● Task objective:
Look at each line below and tally those holding "preview"; answer with that figure and nothing else.

Top of Task data

//! universalia-lib — Translator engine.
//!
//! Gemini service client, scoped audio playback, the translator session that
//! backs the UI, and its HTTP API. Depends on universalia-core for pure types,
//! prompt text, and PCM decoding.

pub mod client;
pub mod error;
pub mod gemini;
pub mod playback;
pub mod server;
pub mod session;

// Re-export universalia-core for convenience
pub use universalia_core;
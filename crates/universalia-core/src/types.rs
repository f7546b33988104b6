//! Shared types for the Universalia translator.
//!
//! Kept in universalia-core so the HTTP layer and any downstream UI can depend
//! on them without pulling in tokio, reqwest, or rodio.

use serde::{Deserialize, Serialize};

// ─── Service configuration ─────────────────────────────────────────────────

/// Default Gemini REST endpoint (API-key auth).
pub const DEFAULT_BASE_URL: &str = "https://generativelanguage.googleapis.com/v1beta";
pub const DEFAULT_TRANSLATION_MODEL: &str = "gemini-3-pro-preview";
pub const DEFAULT_SPEECH_MODEL: &str = "gemini-2.5-flash-preview-tts";
pub const DEFAULT_VOICE: &str = "Kore";

/// The only environment variable the translator reads.
pub const API_KEY_ENV: &str = "API_KEY";

/// Service client configuration. Passed explicitly to the client so several
/// credentials or endpoints can coexist in one process.
#[derive(Debug, Clone)]
pub struct ClientConfig {
    pub api_key: Option<String>,
    pub base_url: String,
    pub translation_model: String,
    pub speech_model: String,
    pub voice: String,
}

impl Default for ClientConfig {
    fn default() -> Self {
        Self {
            api_key: None,
            base_url: DEFAULT_BASE_URL.into(),
            translation_model: DEFAULT_TRANSLATION_MODEL.into(),
            speech_model: DEFAULT_SPEECH_MODEL.into(),
            voice: DEFAULT_VOICE.into(),
        }
    }
}

impl ClientConfig {
    /// Defaults plus the access credential from `API_KEY`, if set.
    pub fn from_env() -> Self {
        Self {
            api_key: std::env::var(API_KEY_ENV).ok(),
            ..Default::default()
        }
    }

    pub fn with_api_key(mut self, key: impl Into<String>) -> Self {
        self.api_key = Some(key.into());
        self
    }

    /// The configured key, treating an empty string as absent.
    pub fn credential(&self) -> Option<&str> {
        self.api_key.as_deref().filter(|k| !k.trim().is_empty())
    }
}

// ─── Translation types ─────────────────────────────────────────────────────

/// Which way a translation goes.
#[derive(Debug, Clone, Copy, PartialEq, Eq, Default, Serialize, Deserialize)]
#[serde(rename_all = "SCREAMING_SNAKE_CASE")]
pub enum TranslationDirection {
    /// Chinese (Mandarin) → Universalia.
    #[default]
    CnToUni,
    /// Universalia → Chinese (Mandarin).
    UniToCn,
}

impl TranslationDirection {
    pub fn toggled(self) -> Self {
        match self {
            Self::CnToUni => Self::UniToCn,
            Self::UniToCn => Self::CnToUni,
        }
    }

    /// Human-readable label used in the model prompt.
    pub fn describe(self) -> &'static str {
        match self {
            Self::CnToUni => "Chinese (Mandarin) to Universalia",
            Self::UniToCn => "Universalia to Chinese (Mandarin)",
        }
    }
}

/// Why a request could not be constructed.
#[derive(Debug, Clone, PartialEq, Eq, thiserror::Error)]
#[error("input text is empty")]
pub struct EmptyText;

/// A single translation request. Only constructible from non-blank text.
#[derive(Debug, Clone, PartialEq, Eq)]
pub struct TranslationRequest {
    source_text: String,
    direction: TranslationDirection,
}

impl TranslationRequest {
    pub fn new(
        source_text: impl Into<String>,
        direction: TranslationDirection,
    ) -> Result<Self, EmptyText> {
        let source_text = source_text.into();
        if source_text.trim().is_empty() {
            return Err(EmptyText);
        }
        Ok(Self {
            source_text,
            direction,
        })
    }

    pub fn source_text(&self) -> &str {
        &self.source_text
    }

    pub fn direction(&self) -> TranslationDirection {
        self.direction
    }
}

/// A single speech synthesis request. Only constructible from non-blank text.
#[derive(Debug, Clone, PartialEq, Eq)]
pub struct SpeechRequest {
    text: String,
}

impl SpeechRequest {
    pub fn new(text: impl Into<String>) -> Result<Self, EmptyText> {
        let text = text.into();
        if text.trim().is_empty() {
            return Err(EmptyText);
        }
        Ok(Self { text })
    }

    pub fn text(&self) -> &str {
        &self.text
    }
}

/// Structured translation returned by the model, plus the original input.
///
/// All four model fields arrive together or not at all; there is no way to
/// build a partially populated result.
#[derive(Debug, Clone, PartialEq, Eq, Serialize, Deserialize)]
#[serde(rename_all = "camelCase")]
pub struct TranslationResult {
    pub original: String,
    pub translated: String,
    /// IPA transcription with a stress marker.
    pub ipa: String,
    /// One entry per derived word, explained in Chinese.
    pub morphology_breakdown: Vec<String>,
    pub grammar_notes: String,
}

// ─── Rule catalog ──────────────────────────────────────────────────────────

/// A read-only description of one language rule, for display.
#[derive(Debug, Clone, Copy, PartialEq, Eq, Serialize)]
pub struct RuleDescriptor {
    pub category: &'static str,
    pub title: &'static str,
    pub description: &'static str,
    pub example: &'static str,
}

#[cfg(test)]
mod tests {
    use super::*;

    #[test]
    fn direction_toggles_both_ways() {
        assert_eq!(TranslationDirection::CnToUni.toggled(), TranslationDirection::UniToCn);
        assert_eq!(TranslationDirection::UniToCn.toggled(), TranslationDirection::CnToUni);
    }

    #[test]
    fn direction_wire_names() {
        let json = serde_json::to_string(&TranslationDirection::CnToUni).unwrap();
        assert_eq!(json, "\"CN_TO_UNI\"");
        let back: TranslationDirection = serde_json::from_str("\"UNI_TO_CN\"").unwrap();
        assert_eq!(back, TranslationDirection::UniToCn);
    }

    #[test]
    fn blank_requests_rejected() {
        assert_eq!(
            TranslationRequest::new("   \n", TranslationDirection::CnToUni),
            Err(EmptyText)
        );
        assert_eq!(SpeechRequest::new(""), Err(EmptyText));
    }

    #[test]
    fn request_keeps_text_untrimmed() {
        let req = TranslationRequest::new(" 我爱你 ", TranslationDirection::CnToUni).unwrap();
        assert_eq!(req.source_text(), " 我爱你 ");
    }

    #[test]
    fn empty_key_counts_as_missing() {
        let config = ClientConfig::default().with_api_key("  ");
        assert_eq!(config.credential(), None);
        let config = ClientConfig::default().with_api_key("AIza-test");
        assert_eq!(config.credential(), Some("AIza-test"));
    }

    #[test]
    fn result_serializes_camel_case() {
        let result = TranslationResult {
            original: "我爱你".into(),
            translated: "Mi amas vin".into(),
            ipa: "[mi 'a.mas vin]".into(),
            morphology_breakdown: vec!["amas: am (root) + as".into()],
            grammar_notes: "SVO".into(),
        };
        let json = serde_json::to_value(&result).unwrap();
        assert_eq!(json["morphologyBreakdown"][0], "amas: am (root) + as");
        assert_eq!(json["grammarNotes"], "SVO");
    }
}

Bottom of Task data

● Written reply:
2